# AIM OF THE EXERCISE:
Wherever "parsed" turns up in a line of the entries below, that line counts. Say how many such lines there are, with no other words.

[Saved data entries]

· · · ·

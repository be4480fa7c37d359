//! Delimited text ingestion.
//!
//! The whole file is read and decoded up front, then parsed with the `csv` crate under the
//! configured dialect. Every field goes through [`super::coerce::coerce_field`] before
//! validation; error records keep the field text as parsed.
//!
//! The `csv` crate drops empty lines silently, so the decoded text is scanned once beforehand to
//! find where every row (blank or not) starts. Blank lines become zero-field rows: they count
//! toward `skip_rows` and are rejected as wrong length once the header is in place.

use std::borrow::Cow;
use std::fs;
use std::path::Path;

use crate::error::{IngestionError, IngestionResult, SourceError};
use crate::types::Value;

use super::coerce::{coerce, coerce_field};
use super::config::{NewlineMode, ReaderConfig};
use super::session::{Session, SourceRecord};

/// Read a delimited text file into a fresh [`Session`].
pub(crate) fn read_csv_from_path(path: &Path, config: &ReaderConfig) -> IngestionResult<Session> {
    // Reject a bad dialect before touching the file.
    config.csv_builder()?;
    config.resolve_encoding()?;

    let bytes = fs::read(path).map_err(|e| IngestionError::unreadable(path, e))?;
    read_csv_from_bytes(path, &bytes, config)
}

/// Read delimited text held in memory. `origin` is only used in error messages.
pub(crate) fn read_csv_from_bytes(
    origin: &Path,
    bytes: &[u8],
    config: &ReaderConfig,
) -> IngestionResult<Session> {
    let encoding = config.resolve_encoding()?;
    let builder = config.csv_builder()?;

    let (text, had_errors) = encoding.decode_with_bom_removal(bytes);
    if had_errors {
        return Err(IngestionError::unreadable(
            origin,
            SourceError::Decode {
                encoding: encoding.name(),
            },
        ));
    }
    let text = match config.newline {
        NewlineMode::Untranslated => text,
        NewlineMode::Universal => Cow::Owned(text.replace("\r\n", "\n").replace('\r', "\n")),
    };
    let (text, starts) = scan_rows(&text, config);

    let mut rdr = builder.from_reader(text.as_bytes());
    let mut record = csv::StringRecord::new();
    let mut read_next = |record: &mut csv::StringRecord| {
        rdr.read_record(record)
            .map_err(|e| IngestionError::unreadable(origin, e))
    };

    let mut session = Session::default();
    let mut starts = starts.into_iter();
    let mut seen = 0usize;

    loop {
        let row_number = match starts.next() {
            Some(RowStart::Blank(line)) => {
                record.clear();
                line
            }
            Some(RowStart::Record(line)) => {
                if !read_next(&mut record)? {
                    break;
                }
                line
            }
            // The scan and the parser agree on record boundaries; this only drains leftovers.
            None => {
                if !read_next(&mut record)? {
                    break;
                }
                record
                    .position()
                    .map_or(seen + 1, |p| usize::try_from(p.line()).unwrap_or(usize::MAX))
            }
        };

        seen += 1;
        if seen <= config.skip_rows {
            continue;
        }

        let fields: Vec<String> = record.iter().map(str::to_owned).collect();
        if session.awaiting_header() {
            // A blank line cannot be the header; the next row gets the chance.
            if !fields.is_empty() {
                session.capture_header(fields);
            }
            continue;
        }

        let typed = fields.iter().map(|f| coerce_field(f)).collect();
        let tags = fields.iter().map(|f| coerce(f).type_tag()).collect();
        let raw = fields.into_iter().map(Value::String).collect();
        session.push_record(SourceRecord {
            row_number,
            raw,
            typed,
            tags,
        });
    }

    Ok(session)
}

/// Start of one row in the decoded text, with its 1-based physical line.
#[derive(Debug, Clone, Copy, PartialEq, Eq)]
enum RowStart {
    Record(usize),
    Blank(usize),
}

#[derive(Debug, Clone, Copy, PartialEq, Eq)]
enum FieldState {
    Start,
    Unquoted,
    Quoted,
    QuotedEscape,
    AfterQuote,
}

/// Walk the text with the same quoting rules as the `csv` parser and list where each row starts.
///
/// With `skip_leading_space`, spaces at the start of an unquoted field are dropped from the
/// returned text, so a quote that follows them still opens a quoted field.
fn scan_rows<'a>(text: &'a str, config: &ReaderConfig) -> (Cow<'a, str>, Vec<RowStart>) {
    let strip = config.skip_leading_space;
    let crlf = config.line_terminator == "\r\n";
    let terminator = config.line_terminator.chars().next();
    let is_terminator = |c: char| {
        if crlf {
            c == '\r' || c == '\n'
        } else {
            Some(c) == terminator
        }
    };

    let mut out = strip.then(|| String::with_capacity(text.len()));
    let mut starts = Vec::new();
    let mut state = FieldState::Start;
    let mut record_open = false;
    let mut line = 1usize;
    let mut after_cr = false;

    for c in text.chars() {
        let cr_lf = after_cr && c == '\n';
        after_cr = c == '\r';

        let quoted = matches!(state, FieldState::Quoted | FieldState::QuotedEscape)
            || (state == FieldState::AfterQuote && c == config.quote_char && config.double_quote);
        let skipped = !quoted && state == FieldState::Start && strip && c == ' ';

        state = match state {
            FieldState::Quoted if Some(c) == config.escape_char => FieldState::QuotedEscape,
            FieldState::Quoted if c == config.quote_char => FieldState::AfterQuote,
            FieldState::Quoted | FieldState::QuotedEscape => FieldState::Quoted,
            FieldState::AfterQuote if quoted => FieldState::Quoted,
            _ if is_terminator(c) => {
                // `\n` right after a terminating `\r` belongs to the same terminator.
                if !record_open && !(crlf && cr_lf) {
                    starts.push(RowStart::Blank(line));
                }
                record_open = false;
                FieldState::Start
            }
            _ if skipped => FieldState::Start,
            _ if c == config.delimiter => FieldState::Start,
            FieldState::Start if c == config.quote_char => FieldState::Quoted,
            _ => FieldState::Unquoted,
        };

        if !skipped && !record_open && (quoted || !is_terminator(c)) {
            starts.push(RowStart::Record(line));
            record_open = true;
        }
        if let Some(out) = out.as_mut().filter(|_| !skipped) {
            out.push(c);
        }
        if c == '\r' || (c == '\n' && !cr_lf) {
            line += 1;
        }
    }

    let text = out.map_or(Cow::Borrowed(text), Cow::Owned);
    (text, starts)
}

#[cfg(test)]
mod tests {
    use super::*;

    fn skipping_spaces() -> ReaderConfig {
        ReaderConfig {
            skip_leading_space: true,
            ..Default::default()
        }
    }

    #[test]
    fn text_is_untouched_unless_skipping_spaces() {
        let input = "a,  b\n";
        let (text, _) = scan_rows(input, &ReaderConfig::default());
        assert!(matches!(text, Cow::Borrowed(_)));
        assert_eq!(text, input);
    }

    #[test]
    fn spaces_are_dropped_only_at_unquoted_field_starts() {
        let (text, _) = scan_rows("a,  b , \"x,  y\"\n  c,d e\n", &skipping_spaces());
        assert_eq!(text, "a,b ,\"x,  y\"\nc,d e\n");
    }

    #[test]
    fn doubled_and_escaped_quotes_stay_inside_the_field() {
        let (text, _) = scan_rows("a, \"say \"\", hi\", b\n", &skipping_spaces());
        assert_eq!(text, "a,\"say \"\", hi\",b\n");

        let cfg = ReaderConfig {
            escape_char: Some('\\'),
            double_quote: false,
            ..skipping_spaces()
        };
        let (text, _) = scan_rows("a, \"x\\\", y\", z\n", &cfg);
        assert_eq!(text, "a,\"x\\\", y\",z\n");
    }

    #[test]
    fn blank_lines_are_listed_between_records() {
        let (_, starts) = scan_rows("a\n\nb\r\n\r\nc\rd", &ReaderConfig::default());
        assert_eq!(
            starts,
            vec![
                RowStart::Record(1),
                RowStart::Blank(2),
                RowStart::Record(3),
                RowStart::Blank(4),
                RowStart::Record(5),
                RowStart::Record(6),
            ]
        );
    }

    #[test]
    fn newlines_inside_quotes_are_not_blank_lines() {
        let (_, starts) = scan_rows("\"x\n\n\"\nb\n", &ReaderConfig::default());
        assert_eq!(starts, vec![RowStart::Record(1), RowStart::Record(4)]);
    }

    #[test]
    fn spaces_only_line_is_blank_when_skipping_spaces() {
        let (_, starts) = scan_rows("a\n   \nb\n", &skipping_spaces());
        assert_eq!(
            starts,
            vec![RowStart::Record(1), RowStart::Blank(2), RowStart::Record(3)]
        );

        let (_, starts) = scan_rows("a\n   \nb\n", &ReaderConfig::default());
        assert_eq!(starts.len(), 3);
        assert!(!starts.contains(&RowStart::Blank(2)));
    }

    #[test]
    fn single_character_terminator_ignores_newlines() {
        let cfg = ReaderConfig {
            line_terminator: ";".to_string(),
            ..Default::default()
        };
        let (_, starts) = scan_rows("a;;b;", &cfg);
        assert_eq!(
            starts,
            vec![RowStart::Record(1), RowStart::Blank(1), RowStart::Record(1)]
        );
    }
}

· · · ·

# ANSWER BELOW:
2